Our work consists of a unique combination of health economic, epidemiologic and behavioral research, and of methodological development and implementation research. This multi-faceted approach allows us to contribute to evidence-based efficiency of curative and preventive care. The aim of our work is to simultaneously optimize health outcomes of patients by improving treatment, while keeping healthcare costs as low as possible. Two major pillars of our work are: a) improvement and application of methods to measure outcome (quality of life, burden of disease, costs and efficiency), and b) to study the implementation and evaluation of (prevention) interventions within healthcare. Therefore, our research consists of studies that explore methodological innovations within topics such as health-related quality of life, disability adjusted life years, disability weights, cost-utility analysis, social cost-benefit analysis, and implementation research. With its strong focus on methodology of outcome measurement, quantification of costs and disease burden and evaluation of interventions, our work is instrumental for the optimization of evidence-based care and prevention. Our primary area of application is the field of trauma and we collaborate with many clinical departments within Erasmus MC and national and international institutes. In addition, our work contributes to epidemiologic, economic and social research focusing on preventive interventions among vulnerable groups (e.g. elderly, obesity, low socioeconomic status) and translating this research into daily practice, thereby providing better care for our patients.

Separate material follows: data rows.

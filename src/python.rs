use std::sync::{Mutex, MutexGuard};

use numpy::ndarray::Array2;
use numpy::{IntoPyArray, PyArray2, PyReadonlyArray2};
use pyo3::exceptions::PyValueError;
use pyo3::prelude::*;

use crate::config::EngineConfig;
use crate::core::particle::DIM;
use crate::core::{Boundary, Engine, ParticleBox};
use crate::potential::{HardSphere, MovingWall, Potential, PotentialId, PotentialMap};

fn py_err<E: ToString>(e: E) -> PyErr {
    PyValueError::new_err(e.to_string())
}

/// Python-facing wrapper around a single-species hard-sphere [`Engine`].
///
/// API:
/// - __new__(num_particles, box_size, diameter=1.0, mass=1.0, periodic=True, seed=None, config=None)
/// - reset(), do_step(t_step) -> int, elapsed_time()
/// - get/set_positions, get/set_velocities as np.ndarray of shape (N, 3)
/// - add_wall(axis, position, velocity=0.0, mass=None, sigma=0.0) -> wall id
/// - get_wall_impulse(wall_id)
#[pyclass]
pub struct HardSim {
    engine: Mutex<Engine>,
}

impl HardSim {
    fn engine(&self) -> PyResult<MutexGuard<'_, Engine>> {
        self.engine.lock().map_err(py_err)
    }

    fn engine_mut(&mut self) -> PyResult<&mut Engine> {
        self.engine.get_mut().map_err(py_err)
    }
}

fn to_array(n: usize, rows: impl Iterator<Item = [f64; DIM]>) -> Array2<f64> {
    let mut arr = Array2::<f64>::zeros((n, DIM));
    for (i, row) in rows.enumerate() {
        for k in 0..DIM {
            arr[[i, k]] = row[k];
        }
    }
    arr
}

fn read_rows(arr: &PyReadonlyArray2<'_, f64>, n: usize, what: &str) -> PyResult<Vec<[f64; DIM]>> {
    let a = arr.as_array();
    if a.shape() != [n, DIM] {
        return Err(py_err(format!(
            "{} must have shape ({}, {}), got {:?}",
            what,
            n,
            DIM,
            a.shape()
        )));
    }
    let mut out = Vec::with_capacity(n);
    for i in 0..n {
        let mut row = [0.0; DIM];
        for (k, x) in row.iter_mut().enumerate() {
            *x = a[[i, k]];
            if !x.is_finite() {
                return Err(py_err(format!("{} values must be finite", what)));
            }
        }
        out.push(row);
    }
    Ok(out)
}

#[pymethods]
impl HardSim {
    /// Fill a box with non-overlapping hard spheres and build the schedule.
    ///
    /// `config` is an optional JSON document for the engine settings.
    #[new]
    #[pyo3(signature = (num_particles, box_size, diameter=1.0, mass=1.0, periodic=true, seed=None, config=None))]
    fn new(
        num_particles: usize,
        box_size: Vec<f64>,
        diameter: f64,
        mass: f64,
        periodic: bool,
        seed: Option<u64>,
        config: Option<&str>,
    ) -> PyResult<Self> {
        let dims: [f64; DIM] = box_size
            .as_slice()
            .try_into()
            .map_err(|_| py_err(format!("box_size must have length {}", DIM)))?;
        let boundary = Boundary::new(dims, [periodic; DIM]).map_err(py_err)?;
        let space = ParticleBox::random(boundary, num_particles, 0, diameter, mass, seed)
            .map_err(py_err)?;
        let mut potentials = PotentialMap::new(1);
        potentials
            .add_pair(0, 0, HardSphere::new(diameter).map_err(py_err)?)
            .map_err(py_err)?;
        let config = match config {
            Some(s) => EngineConfig::from_json_str(s).map_err(py_err)?,
            None => EngineConfig::default(),
        };
        let mut engine = Engine::new(space, potentials, config).map_err(py_err)?;
        engine.reset().map_err(py_err)?;
        Ok(Self {
            engine: Mutex::new(engine),
        })
    }

    /// Rebuild the schedule; also clears a halted engine.
    fn reset(&mut self) -> PyResult<()> {
        self.engine_mut()?.reset().map_err(py_err)
    }

    /// Advance by `t_step` (releases the GIL); returns the number of events resolved.
    fn do_step(&mut self, py: Python<'_>, t_step: f64) -> PyResult<usize> {
        let engine = self.engine_mut()?;
        py.detach(|| engine.do_step(t_step)).map_err(py_err)
    }

    fn elapsed_time(&self) -> PyResult<f64> {
        Ok(self.engine()?.elapsed_time())
    }

    fn collision_count(&self) -> PyResult<u64> {
        Ok(self.engine()?.collision_count())
    }

    fn kinetic_energy(&self) -> PyResult<f64> {
        Ok(self.engine()?.kinetic_energy())
    }

    fn temperature(&self) -> PyResult<f64> {
        Ok(self.engine()?.temperature())
    }

    /// Positions as a NumPy array of shape (N, 3), dtype=float64.
    fn get_positions(&self, py: Python<'_>) -> PyResult<Py<PyArray2<f64>>> {
        let engine = self.engine()?;
        let ps = engine.space().particles();
        let arr = to_array(ps.len(), ps.iter().map(|p| p.r));
        Ok(arr.into_pyarray(py).unbind())
    }

    /// Velocities as a NumPy array of shape (N, 3), dtype=float64.
    fn get_velocities(&self, py: Python<'_>) -> PyResult<Py<PyArray2<f64>>> {
        let engine = self.engine()?;
        let ps = engine.space().particles();
        let arr = to_array(ps.len(), ps.iter().map(|p| p.v));
        Ok(arr.into_pyarray(py).unbind())
    }

    /// Replace every position and rebuild the schedule.
    fn set_positions(&mut self, positions: PyReadonlyArray2<'_, f64>) -> PyResult<()> {
        let engine = self.engine_mut()?;
        let rows = read_rows(&positions, engine.space().len(), "positions")?;
        let space = engine.space_mut();
        for (i, r) in rows.into_iter().enumerate() {
            let mut r = r;
            space.boundary().wrap(&mut r);
            space.particles_mut()[i].set_position(r).map_err(py_err)?;
        }
        engine.reset().map_err(py_err)
    }

    /// Replace every velocity and rebuild the schedule.
    fn set_velocities(&mut self, velocities: PyReadonlyArray2<'_, f64>) -> PyResult<()> {
        let engine = self.engine_mut()?;
        let rows = read_rows(&velocities, engine.space().len(), "velocities")?;
        let space = engine.space_mut();
        for (i, v) in rows.into_iter().enumerate() {
            space.particles_mut()[i].set_velocity(v).map_err(py_err)?;
        }
        engine.reset().map_err(py_err)
    }

    /// Add a planar wall normal to `axis`; `mass=None` makes it immovable.
    ///
    /// Returns the wall id used by `get_wall_impulse`.
    #[pyo3(signature = (axis, position, velocity=0.0, mass=None, sigma=0.0))]
    fn add_wall(
        &mut self,
        axis: usize,
        position: f64,
        velocity: f64,
        mass: Option<f64>,
        sigma: f64,
    ) -> PyResult<usize> {
        let wall = match mass {
            Some(m) => MovingWall::new(axis, position, velocity, m, 0.0, sigma),
            None => MovingWall::fixed(axis, position, velocity, sigma),
        }
        .map_err(py_err)?;
        let engine = self.engine_mut()?;
        let id = engine
            .potentials_mut()
            .add_single(&[0], wall)
            .map_err(py_err)?;
        engine.reset().map_err(py_err)?;
        Ok(id.0)
    }

    /// Total impulse the gas has delivered to a wall along its axis.
    fn get_wall_impulse(&self, wall_id: usize) -> PyResult<f64> {
        let engine = self.engine()?;
        match engine.potentials().get(PotentialId(wall_id)) {
            Some(Potential::MovingWall(w)) => Ok(w.accumulated_impulse()),
            _ => Err(py_err(format!("{} is not a wall id", wall_id))),
        }
    }
}

/// The hardsim Python module entry point.
#[pymodule]
fn hardsim(_py: Python<'_>, m: &Bound<'_, PyModule>) -> PyResult<()> {
    m.add_class::<HardSim>()?;
    Ok(())
}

Future physicians will face a considerable increase in the numbers of patients with multiple chronic diseases and will need skills in teamwork, shared decision-making, prevention and population health, as well as in maintaining the quality, safety and efficacy of healthcare.
It is internationally recognised that current healthcare systems have to adapt to cope with the most important health problems of the 21st century. Ageing societies, and a substantial increase in the number of patients with (multiple) chronic diseases (often related to lifestyle and the environment and amenable to prevention), make a strong demand for alternative healthcare models. Future physicians will need to be highly skilled team players who can function well in a system, with more focus on prevention and general care, participation as main outcome, and able to bridge the gap between the medical and social domains.
In 2018-2019 we made major progress in adaptations of the Erasmus MC curriculum to meet these new demands. In close collaboration with the department of General Practice, the municipality of Rotterdam and other external and internal partners we implemented a novel 4-week master course “general practice and social medicine” focusing on the aforementioned aspects (5th year). And we created a coalition with the municipality of Rotterdam to develop a novel internship social medicine to provide real-world insight in social determinants and solutions for health problems at both the individual and population level(5th year) . We also finalised the implementation of the ‘Collaboration for Optimal Care and Prevention’ (COCP, 1st -6th year) trajectory, consisting of training in interprofessional collaboration, shared decision-making, prevention and population health, as well as the quality, safety and efficiency of healthcare.